Elle parle de la chaleur et de l'humidité dans les salles des filatures, du bruit… mais ce n'est pas cette mémoire du travail qui lui revient le plus aisément. Sans que je lui pose la question, elle commence bientôt à raconter les sociétés, le carnaval, et bientôt lui reviennent… quelques airs de chanson. Son visage s'éclaire, son sourire devient radieux. Le ton de l'entretien devient enjoué, et je suis stupéfait de découvrir que la mémoire que la vieille dame conserve de la révolution industrielle est joyeuse ! Les larmes lui viennent quand elle me parle de sa mère qui s'abîmait les yeux en travaillant à la lumière du quinquet, et du feu dans les tissus qui incendia tout l'atelier dans les années 1850. Les journées de travail étaient alors de 14 heures, les accidents de travail, la misère le soir à la maison, la lessive dans le peu de temps de repos, la fin de vie dans la misère! Rappelons également que les enfants étaient au travail à l'âge de 5-6 ans (ce n'est qu'à la fin du 19ème siècle que la loi interdira le travail avant 11-13 ans). Comment pouvait-on garder de cette époque un souvenir heureux? La raison de ce mystère, je la découvre à mesure qu'elle me raconte la vie de la communauté ouvrière, ce monde d'hier où l'on chantait, malgré tout.

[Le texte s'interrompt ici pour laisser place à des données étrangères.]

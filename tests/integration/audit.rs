//! Audit trail and event stream behavior.

use std::time::Duration;

use taskline::testing::FailingConsumer;
use taskline::{
    AuditStore, GroupId, Page, RetryContext, ScheduleRequest, ScheduleType, TaskId, TaskKey,
    TaskOutcome,
};

use crate::common::{fast_config, rig, rig_with, wait_for_audit_count};

#[tokio::test]
async fn test_deleting_a_group_keeps_its_history() {
    let rig = rig();
    rig.engine.start().await.unwrap();

    for task in ["a", "b"] {
        rig.dispatcher
            .schedule(
                ScheduleRequest::new(
                    TaskKey::new("reports", task),
                    "recording",
                    ScheduleType::Immediate,
                )
                .with_parameter("value", task),
            )
            .await
            .unwrap();
    }

    wait_for_audit_count(&rig.audit, 2, Duration::from_secs(3)).await;

    // Bindings are consumed by firing, but add one pending binding so the
    // group delete has something live to remove.
    rig.dispatcher
        .schedule(
            ScheduleRequest::new(
                TaskKey::new("reports", "pending"),
                "recording",
                ScheduleType::at(chrono::Utc::now() + chrono::Duration::hours(1)),
            )
            .with_parameter("value", "never"),
        )
        .await
        .unwrap();

    rig.dispatcher
        .delete_group(&GroupId::new("reports"))
        .await
        .unwrap();
    rig.engine.stop(false).await.unwrap();

    assert!(!rig.dispatcher.group_exists(&GroupId::new("reports")).await.unwrap());
    assert_eq!(rig.audit.count().await.unwrap(), 2);
}

#[tokio::test]
async fn test_every_attempt_lands_in_the_trail_exactly_once() {
    let rig = rig();
    rig.engine.start().await.unwrap();

    for i in 0..5 {
        rig.dispatcher
            .schedule(
                ScheduleRequest::new(
                    TaskKey::new("burst", format!("t{}", i)),
                    "recording",
                    ScheduleType::Immediate,
                )
                .with_parameter("value", format!("v{}", i)),
            )
            .await
            .unwrap();
    }

    wait_for_audit_count(&rig.audit, 5, Duration::from_secs(3)).await;
    tokio::time::sleep(Duration::from_millis(200)).await;
    rig.engine.stop(false).await.unwrap();

    assert_eq!(rig.audit.count().await.unwrap(), 5);
    assert_eq!(rig.recorder.count(), 5);
}

#[tokio::test]
async fn test_per_task_query_and_most_recent() {
    let rig = rig();
    rig.engine.start().await.unwrap();

    rig.dispatcher
        .schedule(
            ScheduleRequest::new(TaskKey::new("g", "target"), "recording", ScheduleType::Immediate)
                .with_parameter("value", "one"),
        )
        .await
        .unwrap();
    rig.dispatcher
        .schedule(
            ScheduleRequest::new(TaskKey::new("g", "other"), "recording", ScheduleType::Immediate)
                .with_parameter("value", "two"),
        )
        .await
        .unwrap();

    wait_for_audit_count(&rig.audit, 2, Duration::from_secs(3)).await;
    rig.engine.stop(false).await.unwrap();

    let target = rig
        .audit
        .find(&GroupId::new("g"), &TaskId::new("target"), Page::default())
        .await
        .unwrap();
    assert_eq!(target.len(), 1);

    let latest = rig
        .audit
        .most_recent(&GroupId::new("g"), &TaskId::new("target"))
        .await
        .unwrap()
        .unwrap();
    assert_eq!(latest.outcome, TaskOutcome::Success);
}

#[tokio::test]
async fn test_event_stream_announces_consumed_tasks() {
    let rig = rig();
    let bus = rig.engine.event_bus();
    let (_, mut live) = bus.subscribe();

    rig.engine.start().await.unwrap();
    rig.dispatcher
        .schedule(
            ScheduleRequest::new(TaskKey::new("g", "announced"), "recording", ScheduleType::Immediate)
                .with_parameter("value", "v"),
        )
        .await
        .unwrap();

    let line = tokio::time::timeout(Duration::from_secs(3), live.recv())
        .await
        .expect("timed out waiting for event")
        .unwrap();
    assert!(line.contains("Consumed task type 'recording'"));
    assert!(line.contains("Group Id: g"));
    assert!(line.contains("Task Id: announced"));

    // A late subscriber sees the same line from the replay buffer.
    let (backlog, _) = bus.subscribe();
    assert_eq!(backlog.len(), 1);

    bus.clear();
    let (backlog, _) = bus.subscribe();
    assert!(backlog.is_empty());

    rig.engine.stop(false).await.unwrap();
}

#[tokio::test]
async fn test_event_stream_announces_failed_tasks() {
    let failing = FailingConsumer::always();
    let rig = rig_with(fast_config(), move |registry| {
        registry.register("failing", failing);
    });
    let bus = rig.engine.event_bus();
    let (_, mut live) = bus.subscribe();

    rig.engine.start().await.unwrap();
    rig.dispatcher
        .schedule(
            ScheduleRequest::new(TaskKey::new("g", "doomed"), "failing", ScheduleType::Immediate)
                .with_retry(RetryContext::none()),
        )
        .await
        .unwrap();

    wait_for_audit_count(&rig.audit, 1, Duration::from_secs(3)).await;

    let line = tokio::time::timeout(Duration::from_millis(500), live.recv())
        .await
        .expect("no event line was published for the failed attempt")
        .unwrap();
    assert!(line.contains("Failed to consume task type 'failing'"));
    assert!(line.contains("Group Id: g"));
    assert!(line.contains("Task Id: doomed"));
    assert!(line.contains("Error:"));

    rig.engine.stop(false).await.unwrap();
}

Car on chantait à Roubaix. Des années 1900, la mémoire collective conserve l'image de la capitale de la laine à son apogée industrielle. La ville alors était hérissée de hautes cheminées crachant des nuages de suie. De la rue le passant entendait les bruits des fabriques - vacarme des rouages, grondement des chaudières, claquement des navettes. Gros bourg de 8000 habitants en 1800, Roubaix en comptait 140 000 en 1900 ; on l'appelait "la ville américaine" en comparaison avec les villes-champignon du nouveau continent jaillissant à mesure que déferlait la révolution industrielle. 50000 ouvriers travaillent dans les châteaux de l'industrie , pour une bonne part issus des campagnes voisines (françaises ou belges) dont ils ont fuit la misère.
…Et l'on chantait à Roubaix, en tous lieux et en toutes occasions!